//! LLM provider implementations for acolib.
//!
//! This crate provides concrete implementations of the `ChatModel` trait from
//! `flow-core` for various LLM providers, both local and remote.
//!
//! # Local Providers
//!
//! Local providers connect to LLM servers running on localhost or local network:
//! - **Ollama** - Popular local LLM runner with wide model support
//! - **llama.cpp** - Direct llama.cpp server integration
//! - **LM Studio** - User-friendly local LLM interface
//!
//! # Remote Providers
//!
//! Remote providers connect to cloud-hosted LLM APIs:
//! - **Claude** - Anthropic's Claude models (Claude 3, etc.)
//! - **OpenAI** - OpenAI models (GPT-4, o1, etc.)
//! - **Grok** - xAI's Grok models
//! - **Deepseek** - Deepseek models including R1 (thinking model)
//! - **OpenRouter** - Unified API for multiple providers
//!
//! # Example Usage
//!
//! ## Local Provider (Ollama)
//!
//! ```rust,ignore
//! use llm::local::OllamaClient;
//! use llm::config::LocalLlmConfig;
//! use flow_core::llm::{ChatModel, ChatRequest};
//! use flow_core::Message;
//!
//! #[tokio::main]
//! async fn main() -> Result<(), Box<dyn std::error::Error>> {
//!     let config = LocalLlmConfig::new("http://localhost:11434", "llama2");
//!     let client = OllamaClient::new(config);
//!
//!     let request = ChatRequest::new(vec![
//!         Message::human("What is Rust?")
//!     ]);
//!
//!     let response = client.chat(request).await?;
//!     println!("Response: {}", response.message.text().unwrap());
//!
//!     Ok(())
//! }
//! ```
//!
//! ## Remote Provider (OpenAI)
//!
//! ```rust,ignore
//! use llm::remote::OpenAiClient;
//! use llm::config::RemoteLlmConfig;
//! use flow_core::llm::{ChatModel, ChatRequest, ChatRequestConfig};
//! use flow_core::Message;
//!
//! #[tokio::main]
//! async fn main() -> Result<(), Box<dyn std::error::Error>> {
//!     let config = RemoteLlmConfig::from_env(
//!         "OPENAI_API_KEY",
//!         "https://api.openai.com/v1",
//!         "gpt-4"
//!     )?;
//!     let client = OpenAiClient::new(config);
//!
//!     let request = ChatRequest::new(vec![
//!         Message::human("Explain quantum computing briefly")
//!     ]).with_config(ChatRequestConfig { temperature: Some(0.7), ..Default::default() });
//!
//!     let response = client.chat(request).await?;
//!     println!("Response: {}", response.message.text().unwrap());
//!
//!     Ok(())
//! }
//! ```
//!
//! ## Remote Provider (Google Gemini)
//!
//! ```rust,ignore
//! use llm::remote::GeminiClient;
//! use llm::config::RemoteLlmConfig;
//! use flow_core::llm::{ChatModel, ChatRequest, ChatRequestConfig};
//! use flow_core::Message;
//!
//! #[tokio::main]
//! async fn main() -> Result<(), Box<dyn std::error::Error>> {
//!     let config = RemoteLlmConfig::from_env(
//!         "GOOGLE_API_KEY",
//!         "https://generativelanguage.googleapis.com/v1beta",
//!         "gemini-pro"
//!     )?;
//!     let client = GeminiClient::new(config);
//!
//!     let request = ChatRequest::new(vec![
//!         Message::human("What is machine learning?")
//!     ]).with_config(ChatRequestConfig { temperature: Some(0.7), ..Default::default() });
//!
//!     let response = client.chat(request).await?;
//!     println!("Response: {}", response.message.text().unwrap());
//!
//!     Ok(())
//! }
//! ```
//!
//! ## Remote Provider with Thinking Model (Deepseek R1)
//!
//! ```rust,ignore
//! use llm::remote::DeepseekClient;
//! use llm::config::RemoteLlmConfig;
//! use flow_core::llm::{ChatModel, ChatRequest, ChatRequestConfig, ReasoningMode};
//! use flow_core::Message;
//!
//! #[tokio::main]
//! async fn main() -> Result<(), Box<dyn std::error::Error>> {
//!     let config = RemoteLlmConfig::from_env(
//!         "DEEPSEEK_API_KEY",
//!         "https://api.deepseek.com",
//!         "deepseek-reasoner"
//!     )?;
//!     let client = DeepseekClient::new(config);
//!
//!     let request = ChatRequest::new(vec![
//!         Message::human("Solve this logic puzzle: ...")
//!     ]).with_config(ChatRequestConfig { reasoning_mode: ReasoningMode::Separated, ..Default::default() });
//!
//!     let response = client.chat(request).await?;
//!     
//!     // Access the thinking process
//!     if let Some(reasoning) = response.reasoning {
//!         println!("Model's thinking: {}", reasoning.content);
//!     }
//!     
//!     // Access the final answer
//!     println!("Final answer: {}", response.message.text().unwrap());
//!
//!     Ok(())
//! }
//! ```

pub mod adapter;
pub mod config;
pub mod error;
pub mod provider_utils;

#[macro_use]
mod provider_macros;

#[cfg(feature = "local")]
pub mod local;

#[cfg(feature = "remote")]
pub mod remote;

// Re-export commonly used types
pub use adapter::{
    ProviderAdapter, ProviderAdapterError, ProviderCallEvent, ProviderCallStatus, ProviderStatus,
    StreamEvent, StreamMode,
};
pub use config::{LocalLlmConfig, RemoteLlmConfig};
pub use error::{LlmError, Result};
pub use provider_utils::{ModelInfo, ProviderUtils};

// Re-export flow-core types for convenience
pub use flow_core::llm::{
    ChatModel, ChatRequest, ChatRequestConfig, ChatResponse, ChatStreamChunk, ChatStreamResponse,
    ReasoningContent, ReasoningMode, ToolSpec, UsageMetadata,
};
pub use flow_core::messages::ToolCall;
pub use flow_core::Message;

//! Observability Sink (C14, §4.14): the structured `tracing` events and
//! running counters every flow run emits. Each event pairs a named span
//! with a duration rather than introducing a second logging facade —
//! `tracing` spans/events are the operator-facing diagnostics, the
//! counters are the stable numbers a caller can poll after a run completes.

use crate::transaction::TransactionError;
use llm::{ProviderCallEvent, ProviderCallStatus};
use std::sync::atomic::{AtomicU64, Ordering};

/// Running counters for one [`crate::engine::FlowEngine`] instance, shared
/// across every run it executes. Counts are process-lifetime totals, not
/// per-run; per-run detail lives in `FlowState::steps`/`errors`/`logs`
/// instead (§3).
#[derive(Debug, Default)]
pub struct ObservabilitySink {
    steps_run: AtomicU64,
    steps_failed: AtomicU64,
    provider_calls: AtomicU64,
    provider_failures: AtomicU64,
    tool_calls: AtomicU64,
    tool_failures: AtomicU64,
    transaction_rollbacks: AtomicU64,
    redirects: AtomicU64,
}

impl ObservabilitySink {
    pub fn new() -> Self {
        Self::default()
    }

    #[tracing::instrument(skip(self), fields(node_id, success))]
    pub fn record_step(&self, node_id: &str, success: bool, duration_ms: u64) {
        self.steps_run.fetch_add(1, Ordering::Relaxed);
        if success {
            tracing::debug!(node_id, duration_ms, "step completed");
        } else {
            self.steps_failed.fetch_add(1, Ordering::Relaxed);
            tracing::warn!(node_id, duration_ms, "step failed");
        }
    }

    pub fn record_provider_call(&self, event: &ProviderCallEvent) {
        self.provider_calls.fetch_add(1, Ordering::Relaxed);
        match event.status {
            ProviderCallStatus::Success => {
                tracing::debug!(
                    provider = %event.provider_key,
                    duration_ms = event.duration.as_millis() as u64,
                    retry_count = event.retry_count,
                    "provider call succeeded"
                );
            }
            _ => {
                self.provider_failures.fetch_add(1, Ordering::Relaxed);
                tracing::warn!(
                    provider = %event.provider_key,
                    status = ?event.status,
                    retry_count = event.retry_count,
                    error_class = event.error_class.as_deref(),
                    "provider call did not succeed"
                );
            }
        }
    }

    pub fn record_tool_call(&self, tool_name: &str, ok: bool, status: Option<u16>) {
        self.tool_calls.fetch_add(1, Ordering::Relaxed);
        if ok {
            tracing::debug!(tool = tool_name, status, "tool call succeeded");
        } else {
            self.tool_failures.fetch_add(1, Ordering::Relaxed);
            tracing::warn!(tool = tool_name, status, "tool call failed");
        }
    }

    pub fn record_transaction_outcome(&self, result: &Result<(), TransactionError>) {
        if let Err(TransactionError::RolledBack(reason)) = result {
            self.transaction_rollbacks.fetch_add(1, Ordering::Relaxed);
            tracing::warn!(reason, "transaction rolled back");
        }
    }

    pub fn record_redirect(&self, from_flow: &str, to_flow: &str) {
        self.redirects.fetch_add(1, Ordering::Relaxed);
        tracing::debug!(from = from_flow, to = to_flow, "flow redirected");
    }

    pub fn steps_run(&self) -> u64 {
        self.steps_run.load(Ordering::Relaxed)
    }

    pub fn steps_failed(&self) -> u64 {
        self.steps_failed.load(Ordering::Relaxed)
    }

    pub fn provider_calls(&self) -> u64 {
        self.provider_calls.load(Ordering::Relaxed)
    }

    pub fn provider_failures(&self) -> u64 {
        self.provider_failures.load(Ordering::Relaxed)
    }

    pub fn tool_calls(&self) -> u64 {
        self.tool_calls.load(Ordering::Relaxed)
    }

    pub fn tool_failures(&self) -> u64 {
        self.tool_failures.load(Ordering::Relaxed)
    }

    pub fn transaction_rollbacks(&self) -> u64 {
        self.transaction_rollbacks.load(Ordering::Relaxed)
    }

    pub fn redirects(&self) -> u64 {
        self.redirects.load(Ordering::Relaxed)
    }
}

#[cfg(test)]
mod tests {
    use super::*;
    use std::time::Duration;

    #[test]
    fn counts_steps_and_failures_separately() {
        let sink = ObservabilitySink::new();
        sink.record_step("a", true, 5);
        sink.record_step("b", false, 5);
        assert_eq!(sink.steps_run(), 2);
        assert_eq!(sink.steps_failed(), 1);
    }

    #[test]
    fn counts_provider_failures_for_non_success_statuses() {
        let sink = ObservabilitySink::new();
        sink.record_provider_call(&ProviderCallEvent {
            provider_key: "openai:gpt-4o".to_string(),
            status: ProviderCallStatus::CircuitOpen,
            duration: Duration::from_millis(1),
            retry_count: 0,
            error_class: Some("circuit_open".to_string()),
        });
        assert_eq!(sink.provider_calls(), 1);
        assert_eq!(sink.provider_failures(), 1);
    }
}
━━━━━━━━━━━━━━━━━━━━
◆ **WHAT IS NEEDED**
Your answer must be every line from the listing above that holds the string "implementations".

◆ **EXPECTED ANSWER**
//! LLM provider implementations for acolib.
//! This crate provides concrete implementations of the `ChatModel` trait from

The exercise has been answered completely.